A user manual is also available for download, and the Acronis brand
is mentioned in there. A reason I might not push this solution,
is reading the manual to find a sector by sector backup option,
might take me half an hour of reading. The manual is thick, like
all backup manuals. I hate stuff like that. With dd, I do
dd if=/dev/hda of=/dev/hdb
as a minimal command from a Linux terminal window as root, and I can
go make coffee. Additional work and parameters are needed, to enhance
transfer rate. The bare command does 13MB/sec, and if you provide
block size and block count parameters, the transfer rate jumps to
about 3x that amount (and with USB2 hard drives, the USB2 cable
is the limit, at 30MB/sec).
Some would ask "why don't you do file by file backup" ? I'm
a simple guy, and that one command above, captures everything
visible on the disk. I get a copy of the MBR, a copy of the
63 sector area that might be hiding a grub boot loader, a
copy of dynamic disk parameters hiding up near the end of the
disk and so on. Sure, a commercial backup program may capture
all the information as well, and, in a more efficient way,
beating my solution hands down. I like the simplicity of my
solution. I *do* have to read the manual page for dd, to
understand how it works, but it's pretty simple after that.

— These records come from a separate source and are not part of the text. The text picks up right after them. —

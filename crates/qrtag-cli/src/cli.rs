use std::path::PathBuf;

use clap::{Parser, Subcommand, ValueEnum};

#[derive(Parser)]
#[command(name = "qrtag")]
#[command(about = "Scan QR codes into events, offline first")]
#[command(version)]
pub struct Cli {
    #[command(subcommand)]
    pub command: Commands,

    /// Optional path to local database file
    #[arg(long, global = true, value_name = "PATH")]
    pub db_path: Option<PathBuf>,

    /// Keep changes local; do not contact the server
    #[arg(long, global = true)]
    pub offline: bool,

    /// API base URL override (e.g. <https://qrtag.example.com/api>)
    #[arg(long, global = true, value_name = "URL")]
    pub api_url: Option<String>,
}

#[derive(Subcommand)]
pub enum Commands {
    /// Sign in, register, or sign out
    Auth {
        #[command(subcommand)]
        command: AuthCommands,
    },
    /// Manage events
    Event {
        #[command(subcommand)]
        command: EventCommands,
    },
    /// Record a scanned QR code
    Scan {
        /// Event ID, unique ID prefix, or name
        event: String,
        /// Decoded QR content (read from stdin when omitted)
        content: Vec<String>,
    },
    /// List scanned codes of an event
    Codes {
        /// Event ID, unique ID prefix, or name
        event: String,
        /// Only codes that still need AI processing
        #[arg(long)]
        unprocessed: bool,
        /// Output as JSON
        #[arg(long)]
        json: bool,
    },
    /// Queue AI categorization of unprocessed codes
    Process {
        /// Event ID, unique ID prefix, or name
        event: String,
    },
    /// Send queued changes and fetch remote updates
    Sync {
        #[command(subcommand)]
        command: Option<SyncCommands>,
    },
    /// Export an event from the server
    Export {
        /// Event ID, unique ID prefix, or name
        event: String,
        /// Export format
        #[arg(long, value_enum, default_value_t = ExportFormat::Json)]
        format: ExportFormat,
        /// Optional output path (stdout when omitted)
        #[arg(short, long, value_name = "PATH")]
        output: Option<PathBuf>,
    },
    /// Generate shell completion scripts
    Completions {
        /// Target shell
        #[arg(value_enum)]
        shell: CompletionShell,
        /// Optional output path (stdout when omitted)
        #[arg(short, long, value_name = "PATH")]
        output: Option<PathBuf>,
    },
    /// Configure the CLI
    Config {
        #[command(subcommand)]
        command: ConfigCommands,
    },
}

#[derive(Clone, Copy, Debug, Eq, PartialEq, ValueEnum)]
pub enum ExportFormat {
    Json,
    Csv,
}

impl From<ExportFormat> for qrtag_core::remote::ExportFormat {
    fn from(format: ExportFormat) -> Self {
        match format {
            ExportFormat::Json => Self::Json,
            ExportFormat::Csv => Self::Csv,
        }
    }
}

#[derive(Clone, Copy, Debug, Eq, PartialEq, ValueEnum)]
pub enum CompletionShell {
    Bash,
    Zsh,
    Fish,
    #[value(name = "powershell")]
    PowerShell,
}

impl From<CompletionShell> for clap_complete::Shell {
    fn from(shell: CompletionShell) -> Self {
        match shell {
            CompletionShell::Bash => Self::Bash,
            CompletionShell::Zsh => Self::Zsh,
            CompletionShell::Fish => Self::Fish,
            CompletionShell::PowerShell => Self::PowerShell,
        }
    }
}

#[derive(Subcommand)]
pub enum AuthCommands {
    /// Sign in with email and password
    Login {
        #[arg(long, value_name = "EMAIL")]
        email: String,
        #[arg(long, value_name = "PASSWORD")]
        password: String,
    },
    /// Create an account and sign in
    Register {
        #[arg(long, value_name = "EMAIL")]
        email: String,
        #[arg(long, value_name = "PASSWORD")]
        password: String,
    },
    /// Forget the stored session
    Logout,
    /// Show who is signed in
    Status,
}

#[derive(Subcommand)]
pub enum EventCommands {
    /// Create an event
    #[command(alias = "new")]
    Create {
        /// Event name
        name: Vec<String>,
    },
    /// List events
    List {
        /// Output as JSON
        #[arg(long)]
        json: bool,
    },
    /// Delete an event and its codes
    Delete {
        /// Event ID, unique ID prefix, or name
        event: String,
    },
}

#[derive(Subcommand)]
pub enum SyncCommands {
    /// Show queue and last sync
    Status {
        /// Output as JSON
        #[arg(long)]
        json: bool,
    },
    /// List operations that ran out of retries
    DeadLetters {
        /// Output as JSON
        #[arg(long)]
        json: bool,
    },
    /// Give a dead-lettered operation another round of attempts
    Retry {
        /// Operation number
        id: i64,
    },
    /// Drop a dead-lettered operation and undo its local change
    Discard {
        /// Operation number
        id: i64,
    },
}

#[derive(Subcommand)]
pub enum ConfigCommands {
    /// Save the API base URL
    Init {
        /// API base URL
        #[arg(long, value_name = "URL")]
        api_base_url: String,
    },
    /// Print the effective configuration
    Show,
}
//! The engine facade used by presentation layers.
//!
//! Reads come straight from local store snapshots. Writes go through
//! [`QrTagService::enqueue_mutation`], which applies them optimistically and
//! wakes the orchestrator.

use std::sync::Arc;

use tokio::sync::{broadcast, watch};

use super::mutations;
use super::StoreService;
use crate::config::SyncSettings;
use crate::db::{LibSqlOperationLog, OperationLog};
use crate::error::{Error, Result};
use crate::models::{
    is_temporary_id, CodeFilter, Event, EventFilter, Mutation, MutationReceipt, Operation,
    ScannedCode,
};
use crate::remote::{ExportFormat, RemoteClient, Session};
use crate::sync::{
    self, BackoffPolicy, PassReport, Reconciler, Subscription, SyncNotice, SyncOrchestrator,
    SyncStatus, SyncTrigger,
};
use crate::util::now_millis;

const NOTICE_CAPACITY: usize = 64;

/// Offline-first access to events and scanned codes
pub struct QrTagService {
    store: StoreService,
    remote: Arc<dyn RemoteClient>,
    orchestrator: SyncOrchestrator,
    notices: broadcast::Sender<SyncNotice>,
}

impl QrTagService {
    /// Start the engine with connectivity assumed.
    pub async fn start(
        store: StoreService,
        remote: Arc<dyn RemoteClient>,
        settings: SyncSettings,
    ) -> Result<Self> {
        Self::launch(store, remote, settings, true).await
    }

    /// Start the engine without connectivity; no pass runs until
    /// [`Self::set_online`] reports the network back.
    pub async fn start_offline(
        store: StoreService,
        remote: Arc<dyn RemoteClient>,
        settings: SyncSettings,
    ) -> Result<Self> {
        Self::launch(store, remote, settings, false).await
    }

    async fn launch(
        store: StoreService,
        remote: Arc<dyn RemoteClient>,
        settings: SyncSettings,
        online: bool,
    ) -> Result<Self> {
        let store = store.with_backoff(BackoffPolicy::from_settings(&settings));

        if let Some(session) = store.load_session().await? {
            tracing::debug!("Restored session for {}", session.email);
            remote.set_token(Some(&session.token));
        }

        let (notices, _) = broadcast::channel(NOTICE_CAPACITY);

        let reconciler = Reconciler::new(
            store.clone(),
            Arc::clone(&remote),
            settings.clone(),
            notices.clone(),
        );
        let orchestrator = SyncOrchestrator::start(reconciler, store.clone(), settings, online).await?;

        Ok(Self {
            store,
            remote,
            orchestrator,
            notices,
        })
    }

    pub const fn store(&self) -> &StoreService {
        &self.store
    }

    /// Live events, newest first
    pub async fn snapshot_events(&self) -> Result<Vec<Event>> {
        self.store.list_events(EventFilter::Live).await
    }

    /// Live codes of an event, in scan order
    pub async fn snapshot_codes(&self, event_id: &str) -> Result<Vec<ScannedCode>> {
        self.store.list_codes(&CodeFilter::for_event(event_id)).await
    }

    /// Apply a change locally, journal it, and request a pass
    pub async fn enqueue_mutation(&self, mutation: Mutation) -> Result<MutationReceipt> {
        let receipt = {
            let db = self.store.lock().await;
            mutations::apply_local(db.connection(), &mutation, now_millis()).await?
        };
        self.orchestrator.refresh_status().await?;
        self.orchestrator.trigger(SyncTrigger::LocalMutation);
        Ok(receipt)
    }

    /// Create an event; it carries a temporary id until the remote confirms it
    pub async fn create_event(&self, name: &str) -> Result<Event> {
        let receipt = self
            .enqueue_mutation(Mutation::CreateEvent {
                name: name.to_string(),
            })
            .await?;
        match receipt {
            MutationReceipt::EventCreated { event, .. } => Ok(event),
            other => Err(unexpected(&other)),
        }
    }

    pub async fn delete_event(&self, event_id: &str) -> Result<i64> {
        let receipt = self
            .enqueue_mutation(Mutation::DeleteEvent {
                event_id: event_id.to_string(),
            })
            .await?;
        Ok(receipt.local_id())
    }

    pub async fn add_code(&self, event_id: &str, content: &str) -> Result<ScannedCode> {
        let receipt = self
            .enqueue_mutation(Mutation::AddCode {
                event_id: event_id.to_string(),
                content: content.to_string(),
            })
            .await?;
        match receipt {
            MutationReceipt::CodeAdded { code, .. } => Ok(code),
            other => Err(unexpected(&other)),
        }
    }

    /// Queue AI processing; `None` when every code is already processed
    pub async fn process_codes(&self, event_id: &str) -> Result<Option<i64>> {
        let unprocessed = self
            .store
            .list_codes(&CodeFilter::for_event(event_id).unprocessed())
            .await?;
        let live = self
            .store
            .get_event(event_id)
            .await?
            .is_some_and(|event| event.is_live());
        if live && unprocessed.is_empty() {
            return Ok(None);
        }

        let receipt = self
            .enqueue_mutation(Mutation::ProcessCodes {
                event_id: event_id.to_string(),
            })
            .await?;
        Ok(Some(receipt.local_id()))
    }

    /// Call `callback` with the current status and on every change
    pub fn subscribe_to_sync_status<F>(&self, callback: F) -> Subscription
    where
        F: FnMut(&SyncStatus) + Send + 'static,
    {
        Subscription::spawn(self.orchestrator.watch_status(), callback)
    }

    pub fn status(&self) -> SyncStatus {
        self.orchestrator.status()
    }

    pub fn watch_status(&self) -> watch::Receiver<SyncStatus> {
        self.orchestrator.watch_status()
    }

    /// Rejections, abandoned operations and expired sessions
    pub fn notices(&self) -> broadcast::Receiver<SyncNotice> {
        self.notices.subscribe()
    }

    pub fn set_online(&self, online: bool) {
        self.orchestrator.set_online(online);
    }

    pub fn foreground(&self) {
        self.orchestrator.foreground();
    }

    /// Run a pass and wait for it; `None` while offline
    pub async fn sync_now(&self) -> Result<Option<PassReport>> {
        self.orchestrator.sync_now().await
    }

    /// Queued and in-flight operations, oldest first
    pub async fn pending_operations(&self) -> Result<Vec<Operation>> {
        self.store.pending_operations().await
    }

    pub async fn dead_letters(&self) -> Result<Vec<Operation>> {
        self.store.dead_letters().await
    }

    /// Give a dead-lettered operation a fresh set of attempts
    pub async fn retry_dead_letter(&self, local_id: i64) -> Result<()> {
        {
            let db = self.store.lock().await;
            LibSqlOperationLog::with_backoff(db.connection(), self.store.backoff().clone())
                .retry_dead_letter(local_id, now_millis())
                .await?;
        }
        tracing::info!("Operation #{local_id} requeued");
        self.orchestrator.refresh_status().await?;
        self.orchestrator.trigger(SyncTrigger::Manual);
        Ok(())
    }

    /// Drop a dead-lettered operation and roll back its local effect
    pub async fn discard_dead_letter(&self, local_id: i64) -> Result<Operation> {
        let operation = {
            let db = self.store.lock().await;
            sync::discard(db.connection(), local_id).await?
        };
        tracing::info!("Discarded {} #{local_id}", operation.kind());
        self.orchestrator.refresh_status().await?;
        Ok(operation)
    }

    pub async fn login(&self, email: &str, password: &str) -> Result<Session> {
        let session = self.remote.login(email, password).await?;
        self.adopt_session(&session).await?;
        Ok(session)
    }

    pub async fn register(&self, email: &str, password: &str) -> Result<Session> {
        let session = self.remote.register(email, password).await?;
        self.adopt_session(&session).await?;
        Ok(session)
    }

    async fn adopt_session(&self, session: &Session) -> Result<()> {
        self.store.save_session(session).await?;
        self.remote.set_token(Some(&session.token));
        tracing::info!("Signed in as {}", session.email);
        self.orchestrator.trigger(SyncTrigger::Manual);
        Ok(())
    }

    /// Forget the session; queued changes stay for the next sign-in
    pub async fn logout(&self) -> Result<()> {
        self.store.clear_session().await?;
        self.remote.set_token(None);
        tracing::info!("Signed out");
        Ok(())
    }

    pub async fn session(&self) -> Result<Option<Session>> {
        self.store.load_session().await
    }

    /// Download an export of a confirmed event
    pub async fn export_event(&self, event_id: &str, format: ExportFormat) -> Result<Vec<u8>> {
        if is_temporary_id(event_id) {
            return Err(Error::InvalidInput(format!(
                "Event {event_id} has not reached the server yet; sync before exporting"
            )));
        }
        Ok(self.remote.export_event(event_id, format).await?)
    }

    /// Stop background sync, waiting for a running pass
    pub async fn shutdown(self) -> Result<()> {
        self.orchestrator.shutdown().await;
        drop(self.orchestrator);
        self.store.close().await
    }
}

fn unexpected(receipt: &MutationReceipt) -> Error {
    Error::Database(format!("Unexpected mutation receipt: {receipt:?}"))
}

If you enjoy backup manuals, well, that's OK too. I remember
buying a copy of Retrospect years ago, and it took me two days
of solid reading and experimenting, before I got my first
backup done. That included, scripting all the partitions
(20 of them), so they'd get done in one shot. I let it go,
came back much later, and two out of twenty backups failed.
Meaning, I couldn't even trust it to complete the job on its
own. And I really liked Retrospect, because you could
open an archive, and get at individual files. There was
a fair time investment, to understand it. And more time
wasted, figuring out why two of the twenty backups failed.
The two things that will stop "dd" are disk errors, and
running out of space. Otherwise, I can go make coffee.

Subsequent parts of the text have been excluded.